** Stored items **
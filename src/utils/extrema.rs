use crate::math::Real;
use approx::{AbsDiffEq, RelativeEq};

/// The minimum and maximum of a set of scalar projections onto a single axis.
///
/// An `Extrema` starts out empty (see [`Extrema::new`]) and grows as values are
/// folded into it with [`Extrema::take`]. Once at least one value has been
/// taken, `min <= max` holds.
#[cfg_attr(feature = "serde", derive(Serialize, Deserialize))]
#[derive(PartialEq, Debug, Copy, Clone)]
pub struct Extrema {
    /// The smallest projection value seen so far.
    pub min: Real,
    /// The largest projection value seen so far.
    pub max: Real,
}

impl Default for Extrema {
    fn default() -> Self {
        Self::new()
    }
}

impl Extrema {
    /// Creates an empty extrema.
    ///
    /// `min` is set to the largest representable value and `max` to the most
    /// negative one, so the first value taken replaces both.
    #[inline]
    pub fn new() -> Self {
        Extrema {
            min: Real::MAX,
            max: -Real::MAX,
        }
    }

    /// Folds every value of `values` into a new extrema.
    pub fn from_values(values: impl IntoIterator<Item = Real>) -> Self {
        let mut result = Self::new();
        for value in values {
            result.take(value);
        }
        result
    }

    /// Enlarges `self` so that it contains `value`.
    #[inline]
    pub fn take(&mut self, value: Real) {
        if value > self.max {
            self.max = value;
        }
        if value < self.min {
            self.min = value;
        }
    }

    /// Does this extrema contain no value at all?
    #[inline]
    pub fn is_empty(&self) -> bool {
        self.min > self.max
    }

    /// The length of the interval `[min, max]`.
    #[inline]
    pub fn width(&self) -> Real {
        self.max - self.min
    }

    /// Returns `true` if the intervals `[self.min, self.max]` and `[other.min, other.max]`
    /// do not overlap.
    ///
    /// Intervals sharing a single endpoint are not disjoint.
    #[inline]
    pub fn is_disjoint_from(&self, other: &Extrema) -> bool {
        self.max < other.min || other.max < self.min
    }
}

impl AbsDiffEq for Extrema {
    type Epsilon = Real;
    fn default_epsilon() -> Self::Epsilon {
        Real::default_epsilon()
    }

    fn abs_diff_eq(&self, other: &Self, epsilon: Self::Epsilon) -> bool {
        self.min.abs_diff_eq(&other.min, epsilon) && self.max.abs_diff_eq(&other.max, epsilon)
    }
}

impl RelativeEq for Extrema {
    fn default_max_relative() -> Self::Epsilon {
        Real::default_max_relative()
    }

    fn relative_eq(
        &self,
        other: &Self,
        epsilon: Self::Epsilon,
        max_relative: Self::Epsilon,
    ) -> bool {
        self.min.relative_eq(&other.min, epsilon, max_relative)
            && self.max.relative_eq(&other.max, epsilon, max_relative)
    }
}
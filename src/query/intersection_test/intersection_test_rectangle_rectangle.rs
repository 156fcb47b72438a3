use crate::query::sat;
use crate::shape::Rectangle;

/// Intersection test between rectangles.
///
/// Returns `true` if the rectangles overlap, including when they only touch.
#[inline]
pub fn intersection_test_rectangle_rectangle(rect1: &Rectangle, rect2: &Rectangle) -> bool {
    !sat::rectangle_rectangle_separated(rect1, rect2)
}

** EXERCISE INSTRUCTIONS **
All lines from the records above should be copied exactly.

** SOLUTION TO THE PROBLEM **
filename src/utils/extrema.rs
use crate::math::Real;
use approx::{AbsDiffEq, RelativeEq};

/// The minimum and maximum of a set of scalar projections onto a single axis.
///
/// An `Extrema` starts out empty (see [`Extrema::new`]) and grows as values are
/// folded into it with [`Extrema::take`]. Once at least one value has been
/// taken, `min <= max` holds.
#[cfg_attr(feature = "serde", derive(Serialize, Deserialize))]
#[derive(PartialEq, Debug, Copy, Clone)]
pub struct Extrema {
    /// The smallest projection value seen so far.
    pub min: Real,
    /// The largest projection value seen so far.
    pub max: Real,
}

impl Default for Extrema {
    fn default() -> Self {
        Self::new()
    }
}

impl Extrema {
    /// Creates an empty extrema.
    ///
    /// `min` is set to the largest representable value and `max` to the most
    /// negative one, so the first value taken replaces both.
    #[inline]
    pub fn new() -> Self {
        Extrema {
            min: Real::MAX,
            max: -Real::MAX,
        }
    }

    /// Folds every value of `values` into a new extrema.
    pub fn from_values(values: impl IntoIterator<Item = Real>) -> Self {
        let mut result = Self::new();
        for value in values {
            result.take(value);
        }
        result
    }

    /// Enlarges `self` so that it contains `value`.
    #[inline]
    pub fn take(&mut self, value: Real) {
        if value > self.max {
            self.max = value;
        }
        if value < self.min {
            self.min = value;
        }
    }

    /// Does this extrema contain no value at all?
    #[inline]
    pub fn is_empty(&self) -> bool {
        self.min > self.max
    }

    /// The length of the interval `[min, max]`.
    #[inline]
    pub fn width(&self) -> Real {
        self.max - self.min
    }

    /// Returns `true` if the intervals `[self.min, self.max]` and `[other.min, other.max]`
    /// do not overlap.
    ///
    /// Intervals sharing a single endpoint are not disjoint.
    #[inline]
    pub fn is_disjoint_from(&self, other: &Extrema) -> bool {
        self.max < other.min || other.max < self.min
    }
}

impl AbsDiffEq for Extrema {
    type Epsilon = Real;
    fn default_epsilon() -> Self::Epsilon {
        Real::default_epsilon()
    }

    fn abs_diff_eq(&self, other: &Self, epsilon: Self::Epsilon) -> bool {
        self.min.abs_diff_eq(&other.min, epsilon) && self.max.abs_diff_eq(&other.max, epsilon)
    }
}

impl RelativeEq for Extrema {
    fn default_max_relative() -> Self::Epsilon {
        Real::default_max_relative()
    }

    fn relative_eq(
        &self,
        other: &Self,
        epsilon: Self::Epsilon,
        max_relative: Self::Epsilon,
    ) -> bool {
        self.min.relative_eq(&other.min, epsilon, max_relative)
            && self.max.relative_eq(&other.max, epsilon, max_relative)
    }
}
filename src/query/intersection_test/intersection_test_rectangle_rectangle.rs
repository 156fcb47b72438a3
use crate::query::sat;
use crate::shape::Rectangle;

/// Intersection test between rectangles.
///
/// Returns `true` if the rectangles overlap, including when they only touch.
#[inline]
pub fn intersection_test_rectangle_rectangle(rect1: &Rectangle, rect2: &Rectangle) -> bool {
    !sat::rectangle_rectangle_separated(rect1, rect2)
}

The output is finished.